You can get a declaration of trust drawn up to state that you have paid her £5k (when you do) and she is not to receive any of the proceeds of sale. A solicitor would draw this up for you and you would both execute it as a deed. She would have to take legal advice before signing to ensure that it is enforceable. When she does take that advice she will be told that she will still be liable for the mortgage repayments under the mortgage. Whether she actually pays them is irrelevant.
She will have to disclose that she is already named on a mortgage(s) when she applies for a new mortgage to purchase on her own. If she can demonstrate sufficient income to satisfy the mortgage company then she will receive an offer, but the mortgage company will be on a reluctant footing even where she says that you will be paying the repayments on your own because she is named.

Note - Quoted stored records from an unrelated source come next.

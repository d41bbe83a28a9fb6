use std::fmt;
use std::io::Write;

use parking_lot::Mutex;
use thiserror::Error;

use crate::concordance::Concordance;
use crate::source::DocUri;

pub const COLUMNS: [&str; 10] = [
    "anchor_text",
    "source_hits",
    "target_hits",
    "source_title",
    "target_title",
    "source_context",
    "target_context",
    "source_uri",
    "target_uri",
    "target_fragment",
];

const MARKER: &str = "<<LNK>>";
const SNIPPET_SEP: &str = " | ";

#[derive(Debug, Error)]
pub enum RecordError {
    #[error("expected {expected} columns, found {found}")]
    ColumnCount { expected: usize, found: usize },
    #[error("line is a header")]
    Header,
    #[error("bad count in column {column}: {value}")]
    Count { column: &'static str, value: String },
    #[error("bad document uri {0}")]
    Uri(String),
    #[error("snippet without marker: {0}")]
    Snippet(String),
}

/// Text immediately before and after one occurrence of an anchor.
#[derive(Debug, Clone, PartialEq, Eq, Default)]
pub struct ContextSnippet {
    pub pretext: String,
    pub posttext: String,
}

impl ContextSnippet {
    pub fn new(pretext: impl AsRef<str>, posttext: impl AsRef<str>) -> Self {
        Self { pretext: pretext.as_ref().trim().to_string(), posttext: posttext.as_ref().trim().to_string() }
    }

    /// Pretext right-aligned and posttext left-aligned to `width` columns around the anchor.
    pub fn pretty(&self, anchor: &str, width: usize) -> String {
        let pre = tail_chars(&self.pretext, width);
        let post: String = self.posttext.chars().take(width).collect();
        format!("{pre:>width$} [{anchor}] {post:<width$}")
    }
}

impl From<&Concordance> for ContextSnippet {
    fn from(c: &Concordance) -> Self { ContextSnippet::new(&c.leading, &c.trailing) }
}

impl fmt::Display for ContextSnippet {
    fn fmt(&self, f: &mut fmt::Formatter<'_>) -> fmt::Result {
        write!(f, "{} {MARKER} {}", escape(&self.pretext), escape(&self.posttext))
    }
}

/// A hyperlink an author placed in prose, with context on both ends.
#[derive(Debug, Clone, PartialEq, Eq)]
pub struct Link {
    pub anchor_text: String,
    pub source_hits: usize,
    pub target_hits: usize,
    pub source_title: String,
    pub target_title: String,
    pub source_context: Vec<ContextSnippet>,
    pub target_context: Vec<ContextSnippet>,
    pub source_uri: DocUri,
    pub target_uri: DocUri,
    /// Subsection id without the leading `#`; empty when the link has none.
    pub target_fragment: String,
}

impl Link {
    pub fn header() -> String { COLUMNS.join("\t") }

    pub fn to_line(&self) -> String {
        [
            escape(&self.anchor_text),
            self.source_hits.to_string(),
            self.target_hits.to_string(),
            escape(&self.source_title),
            escape(&self.target_title),
            join_snippets(&self.source_context),
            join_snippets(&self.target_context),
            escape(&self.source_uri.to_string()),
            escape(&self.target_uri.to_string()),
            escape(&self.target_fragment),
        ]
        .join("\t")
    }

    pub fn parse_line(line: &str) -> Result<Self, RecordError> {
        let line = line.trim_end_matches(['\r', '\n']);
        let cols: Vec<&str> = line.split('\t').collect();
        if cols.len() < COLUMNS.len() {
            return Err(RecordError::ColumnCount { expected: COLUMNS.len(), found: cols.len() });
        }
        if cols[0] == COLUMNS[0] && cols[1] == COLUMNS[1] {
            return Err(RecordError::Header);
        }
        let count = |i: usize| {
            cols[i].parse::<usize>().map_err(|_| RecordError::Count { column: COLUMNS[i], value: cols[i].to_string() })
        };
        let uri = |i: usize| {
            let raw = unescape(cols[i]);
            raw.parse::<DocUri>().map_err(|_| RecordError::Uri(raw))
        };
        Ok(Link {
            anchor_text: unescape(cols[0]),
            source_hits: count(1)?,
            target_hits: count(2)?,
            source_title: unescape(cols[3]),
            target_title: unescape(cols[4]),
            source_context: split_snippets(cols[5])?,
            target_context: split_snippets(cols[6])?,
            source_uri: uri(7)?,
            target_uri: uri(8)?,
            target_fragment: unescape(cols[9]),
        })
    }

    /// One aligned line for reading a run by eye; not meant to be parsed back.
    pub fn to_pretty(&self, width: usize) -> String {
        let window = self
            .source_context
            .first()
            .map(|s| s.pretty(&self.anchor_text, width))
            .unwrap_or_else(|| format!("{:>width$} [{}]", "", self.anchor_text));
        format!("{window}  -> {}{}", self.target_uri, fragment_suffix(&self.target_fragment))
    }
}

fn fragment_suffix(fragment: &str) -> String {
    if fragment.is_empty() { String::new() } else { format!("#{fragment}") }
}

fn tail_chars(s: &str, n: usize) -> String {
    let len = s.chars().count();
    s.chars().skip(len.saturating_sub(n)).collect()
}

pub fn join_snippets(snippets: &[ContextSnippet]) -> String {
    snippets.iter().map(|s| s.to_string()).collect::<Vec<_>>().join(SNIPPET_SEP)
}

fn split_snippets(field: &str) -> Result<Vec<ContextSnippet>, RecordError> {
    if field.is_empty() {
        return Ok(Vec::new());
    }
    split_unescaped(field, '|')
        .into_iter()
        .map(|raw| {
            let (pre, post) = raw.split_once(MARKER).ok_or_else(|| RecordError::Snippet(raw.to_string()))?;
            Ok(ContextSnippet::new(unescape(pre), unescape(post)))
        })
        .collect()
}

/// Split on `sep` unless it is preceded by a backslash escape.
fn split_unescaped(field: &str, sep: char) -> Vec<&str> {
    let mut parts = Vec::new();
    let mut start = 0;
    let mut escaped = false;
    for (i, ch) in field.char_indices() {
        if escaped {
            escaped = false;
        } else if ch == '\\' {
            escaped = true;
        } else if ch == sep {
            parts.push(&field[start..i]);
            start = i + ch.len_utf8();
        }
    }
    parts.push(&field[start..]);
    parts
}

pub fn escape(s: &str) -> String {
    let mut out = String::with_capacity(s.len());
    for ch in s.chars() {
        match ch {
            '\\' => out.push_str("\\\\"),
            '\t' => out.push_str("\\t"),
            '\n' => out.push_str("\\n"),
            '\r' => out.push_str("\\r"),
            '|' => out.push_str("\\|"),
            _ => out.push(ch),
        }
    }
    // `<<LNK>>` cannot survive escaping above, so break it explicitly.
    out.replace(MARKER, "<\\<LNK>>")
}

pub fn unescape(s: &str) -> String {
    let mut out = String::with_capacity(s.len());
    let mut chars = s.chars();
    while let Some(ch) = chars.next() {
        if ch != '\\' {
            out.push(ch);
            continue;
        }
        match chars.next() {
            Some('t') => out.push('\t'),
            Some('n') => out.push('\n'),
            Some('r') => out.push('\r'),
            Some(other) => out.push(other),
            None => out.push('\\'),
        }
    }
    out
}

/// Serializes rows from many workers onto one writer, a whole line at a time.
pub struct RecordSink<W: Write + Send> {
    out: Mutex<W>,
}

impl<W: Write + Send> RecordSink<W> {
    pub fn new(out: W) -> Self { Self { out: Mutex::new(out) } }

    pub fn write_line(&self, line: &str) -> std::io::Result<()> {
        let mut out = self.out.lock();
        out.write_all(line.as_bytes())?;
        out.write_all(b"\n")
    }

    pub fn flush(&self) -> std::io::Result<()> { self.out.lock().flush() }

    pub fn into_inner(self) -> W { self.out.into_inner() }
}

#[cfg(test)]
mod tests {
    use super::*;

    fn sample() -> Link {
        Link {
            anchor_text: "widget".into(),
            source_hits: 3,
            target_hits: 4,
            source_title: "Doc A".into(),
            target_title: "Doc B".into(),
            source_context: vec![
                ContextSnippet::new("Use the", "to build things."),
                ContextSnippet::new("", "tail only"),
            ],
            target_context: vec![ContextSnippet::new("a | pipe and \\ slash", "tab\there <<LNK>> marker")],
            source_uri: "docs.tgz!/a/A.html".parse().unwrap(),
            target_uri: "docs.tgz!/a/B.html".parse().unwrap(),
            target_fragment: "section-2".into(),
        }
    }

    #[test]
    fn line_round_trip() {
        let link = sample();
        let line = link.to_line();
        assert_eq!(line.split('\t').count(), COLUMNS.len());
        assert_eq!(Link::parse_line(&line).unwrap(), link);
    }

    #[test]
    fn empty_contexts_round_trip() {
        let mut link = sample();
        link.source_context.clear();
        link.target_context.clear();
        link.target_fragment.clear();
        assert_eq!(Link::parse_line(&link.to_line()).unwrap(), link);
    }

    #[test]
    fn header_is_rejected() {
        assert!(matches!(Link::parse_line(&Link::header()), Err(RecordError::Header)));
    }

    #[test]
    fn short_line_is_rejected() {
        assert!(matches!(Link::parse_line("a\tb"), Err(RecordError::ColumnCount { found: 2, .. })));
    }

    #[test]
    fn bad_count_is_rejected() {
        let line = sample().to_line().replacen("\t3\t", "\tthree\t", 1);
        assert!(matches!(Link::parse_line(&line), Err(RecordError::Count { column: "source_hits", .. })));
    }

    #[test]
    fn pretty_aligns_around_anchor() {
        let s = ContextSnippet::new("abc", "xyz");
        assert_eq!(s.pretty("w", 5), "  abc [w] xyz  ");
    }

    #[test]
    fn sink_writes_whole_lines() {
        let sink = RecordSink::new(Vec::new());
        sink.write_line("one").unwrap();
        sink.write_line("two").unwrap();
        assert_eq!(String::from_utf8(sink.into_inner()).unwrap(), "one\ntwo\n");
    }
}
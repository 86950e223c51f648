//! Database abstraction layer for askdb.
//!
//! Provides a trait-based interface for the two operations the pipeline
//! needs from a database: catalog introspection and statement execution.

mod mock;
mod postgres;
mod types;

pub use mock::{CursorProbe, FailingDatabaseClient, MockDatabaseClient, StatementLog};
pub use postgres::PostgresClient;
pub use types::{ResultRecord, ResultSet, SchemaColumn, SchemaDescription, Value};

use crate::config::ConnectionConfig;
use crate::error::Result;
use async_trait::async_trait;

/// Creates a database client for the given configuration.
///
/// This is the central factory function for database connections.
pub async fn connect(config: &ConnectionConfig) -> Result<Box<dyn DatabaseClient>> {
    let client = PostgresClient::connect(config).await?;
    Ok(Box::new(client))
}

/// Trait defining the interface for database clients.
///
/// All operations are async and return Results with AskError.
#[async_trait]
pub trait DatabaseClient: Send + Sync {
    /// Reads the catalog and returns a flat description of tables, columns,
    /// and types, ordered by table name then column position.
    async fn describe_schema(&self) -> Result<SchemaDescription>;

    /// Executes a SQL statement and returns its rows as column-keyed
    /// records, in cursor order.
    async fn execute_query(&self, sql: &str) -> Result<ResultSet>;

    /// Closes the database connection.
    async fn close(&self) -> Result<()>;
}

If she cannot receive a mortgage offer she may look to enforce the sale of your property so that she can come off the mortgage offer unfortunately.
The key is your ability to remortgage and get a mortgage offer in your own name. Once you can you can transfer the equity in to your own name. See if you can negotiate her to give you some time to try and sort your finances out to enable this.
Many thanks for your advice
Would you be able to draw up a draft copy so i can forward this to her for her to look into, hopefully she will see sense and take a slightly lower (golden handshake) and then it can kinda all be over.
Its not a problem if you are unable to draft a copy to me, (i am aware this will be billed seperatly and am not hoping for it to be done under this fee)
Anyways once again many thanks for your time and advice
JustAnswer prohibits the transfer of documents between experts and customers I'm afraid.
You should get a local solicitor to draft it once you have agreed terms with your ex. and she should take legal advice on it - you may have issues of enforceability with it later if she does not take independent advice.